On Mon, May 22, 2023 at 1:01 PM Dan Ackroyd <dan...@basereality.com> wrote:

> Even for those who use static analysis, most (afaik) don't have it
> running constantly in local development and this RFC would prevent
> people wondering why their code is behaving surprisingly before it is
> static analysed.
>

It takes care of one possible surprise they might encounter as a result of
not running static analysis of their code prior to runtime. Just one, out
of dozens of possible types of inference which are done by static analysis
checks and could hypothetically be done by PHP at runtime. But I'd question
whether there's an appetite out there in general to start adding all sorts
of new runtime checks, which I would argue means any new runtime check
warrants the utmost consideration of cost-benefit.

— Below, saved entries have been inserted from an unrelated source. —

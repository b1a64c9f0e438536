//! HTTP push client for sending telemetry samples to the ingestion endpoint.
//!
//! One call to [`HttpPushClient::push`] is one POST exchange over the socket
//! held by an already connected [`TransportSession`]. Response data is handed
//! to a caller-supplied handler fragment by fragment as it arrives.

use http_body_util::{BodyExt, Full};
use hyper::body::Bytes;
use hyper::client::conn::http1::SendRequest;
use hyper::header::{CONTENT_TYPE, HOST};
use hyper::{Method, Request, StatusCode};
use tracing::{debug, error, warn};

use crate::config::Config;
use crate::payload::PayloadBuffer;
use crate::transport::TransportSession;

/// Header carrying the static device token.
pub const DEVICE_TOKEN_HEADER: &str = "Device-Token";

/// Whether a response fragment completes the response.
#[derive(Debug, Clone, Copy, PartialEq, Eq)]
pub enum DataState {
    /// More data is pending
    More,

    /// The response is complete
    Final,
}

/// A piece of the response as seen by the handler.
#[derive(Debug)]
pub struct ResponseFragment<'a> {
    /// HTTP status of the response
    pub status: StatusCode,

    /// Bytes received in this fragment
    pub data: &'a [u8],

    /// Bytes received so far, this fragment included
    pub total_bytes: usize,
}

/// Result of a completed exchange.
#[derive(Debug, Clone, PartialEq, Eq)]
pub struct PushSummary {
    pub status: StatusCode,
    pub bytes: usize,
    pub fragments: usize,
}

/// Errors that can occur during a push.
#[derive(Debug)]
pub enum PushError {
    /// The transport session has not been connected
    NotConnected,

    /// The exchange did not complete in time
    Timeout,

    /// The response could not be parsed
    Malformed(String),

    /// The request could not be built from the configured values
    InvalidRequest(String),

    /// Writing the request or reading the response failed
    Request(hyper::Error),
}

impl std::fmt::Display for PushError {
    fn fmt(&self, f: &mut std::fmt::Formatter<'_>) -> std::fmt::Result {
        match self {
            PushError::NotConnected => write!(f, "Transport session is not connected"),
            PushError::Timeout => write!(f, "Request timed out"),
            PushError::Malformed(e) => write!(f, "Malformed response: {}", e),
            PushError::InvalidRequest(e) => write!(f, "Invalid request: {}", e),
            PushError::Request(e) => write!(f, "HTTP request failed: {}", e),
        }
    }
}

impl std::error::Error for PushError {
    fn source(&self) -> Option<&(dyn std::error::Error + 'static)> {
        match self {
            PushError::Request(e) => Some(e),
            _ => None,
        }
    }
}

impl From<hyper::Error> for PushError {
    fn from(err: hyper::Error) -> Self {
        if err.is_parse() || err.is_incomplete_message() {
            PushError::Malformed(err.to_string())
        } else {
            PushError::Request(err)
        }
    }
}

/// Issues telemetry POST requests over a [`TransportSession`].
#[derive(Debug, Clone)]
pub struct HttpPushClient {
    path: String,
    device_token: Option<String>,
}

impl HttpPushClient {
    pub fn new(config: &Config) -> Self {
        Self::with_settings(config.server_path.clone(), config.device_token.clone())
    }

    pub fn with_settings(path: impl Into<String>, device_token: Option<String>) -> Self {
        Self {
            path: path.into(),
            device_token,
        }
    }

    /// POST the payload and stream the response into `handler`.
    ///
    /// On success the handler has seen zero or more `More` fragments followed
    /// by exactly one `Final` fragment. Any HTTP status counts as delivered.
    ///
    /// # Errors
    ///
    /// Returns `PushError::NotConnected` if the session was never connected;
    /// this client does not dial. Other errors drop the session so the next
    /// cycle reconnects; the handler may not have been called.
    pub async fn push<H>(
        &self,
        session: &mut TransportSession,
        payload: &PayloadBuffer,
        mut handler: H,
    ) -> Result<PushSummary, PushError>
    where
        H: FnMut(&ResponseFragment<'_>, DataState),
    {
        let authority = session.authority();
        let timeout = session.request_timeout();
        let sender = session.sender().ok_or(PushError::NotConnected)?;

        debug!(host = %authority, path = %self.path, bytes = payload.len(), "Pushing payload");

        let exchange = self.exchange(sender, &authority, payload, &mut handler);
        let result = match tokio::time::timeout(timeout, exchange).await {
            Ok(result) => result,
            Err(_) => Err(PushError::Timeout),
        };

        match result {
            Ok(summary) => {
                if !summary.status.is_success() {
                    warn!(status = %summary.status, "Ingestion endpoint rejected payload");
                }
                Ok(summary)
            }
            Err(e) => {
                error!(error = %e, host = %authority, "Push failed");
                session.disconnect();
                Err(e)
            }
        }
    }

    async fn exchange<H>(
        &self,
        sender: &mut SendRequest<Full<Bytes>>,
        authority: &str,
        payload: &PayloadBuffer,
        handler: &mut H,
    ) -> Result<PushSummary, PushError>
    where
        H: FnMut(&ResponseFragment<'_>, DataState),
    {
        let mut builder = Request::builder()
            .method(Method::POST)
            .uri(self.path.as_str())
            .header(HOST, authority)
            .header(CONTENT_TYPE, "application/json");
        if let Some(token) = &self.device_token {
            builder = builder.header(DEVICE_TOKEN_HEADER, token.as_str());
        }
        let request = builder
            .body(Full::new(Bytes::copy_from_slice(payload.as_bytes())))
            .map_err(|e| PushError::InvalidRequest(e.to_string()))?;

        sender.ready().await?;
        let response = sender.send_request(request).await?;
        let status = response.status();
        let mut body = response.into_body();

        let mut total_bytes = 0;
        let mut fragments = 0;

        // Hold one chunk back so the last one can be tagged Final.
        let mut pending: Option<Bytes> = None;
        while let Some(frame) = body.frame().await {
            let Ok(chunk) = frame?.into_data() else {
                continue;
            };
            if chunk.is_empty() {
                continue;
            }
            if let Some(previous) = pending.replace(chunk) {
                total_bytes += previous.len();
                fragments += 1;
                handler(
                    &ResponseFragment {
                        status,
                        data: &previous,
                        total_bytes,
                    },
                    DataState::More,
                );
            }
        }

        let last = pending.unwrap_or_default();
        total_bytes += last.len();
        fragments += 1;
        handler(
            &ResponseFragment {
                status,
                data: &last,
                total_bytes,
            },
            DataState::Final,
        );

        Ok(PushSummary {
            status,
            bytes: total_bytes,
            fragments,
        })
    }

    pub fn path(&self) -> &str {
        &self.path
    }
}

> Also, not everyone uses static analysis tools.
>

That's because PHP is a dynamic language which doesn't have an explicit
compilation step and by extension where static analysis of any sort is
optional. That's my question around the benefit with this RFC; either you
use static analysis tools as part of your PHP workflow, because you care
about that stuff, or you don't. If you do, you don't need any new error or
warning emitting behaviour added to the engine itself, you just need
PHPStan / Psalm / IDE / whatever to flag it. If you don't habitually use
these tools already, you're probably not going to be annotating your code
with #[Override] anyway.

My wager is the kind of people and teams who would be most interested in
using and would benefit most from an #[Override] attribute are the kinds of
people who are using static analysis tools and probably have configured
PHPStorm / other IDE of choice to run those checks when a file changes, or
via commit hook, or build pipeline, or whatever else. What I see here,
then, is a perfect candidate for a userland attribute.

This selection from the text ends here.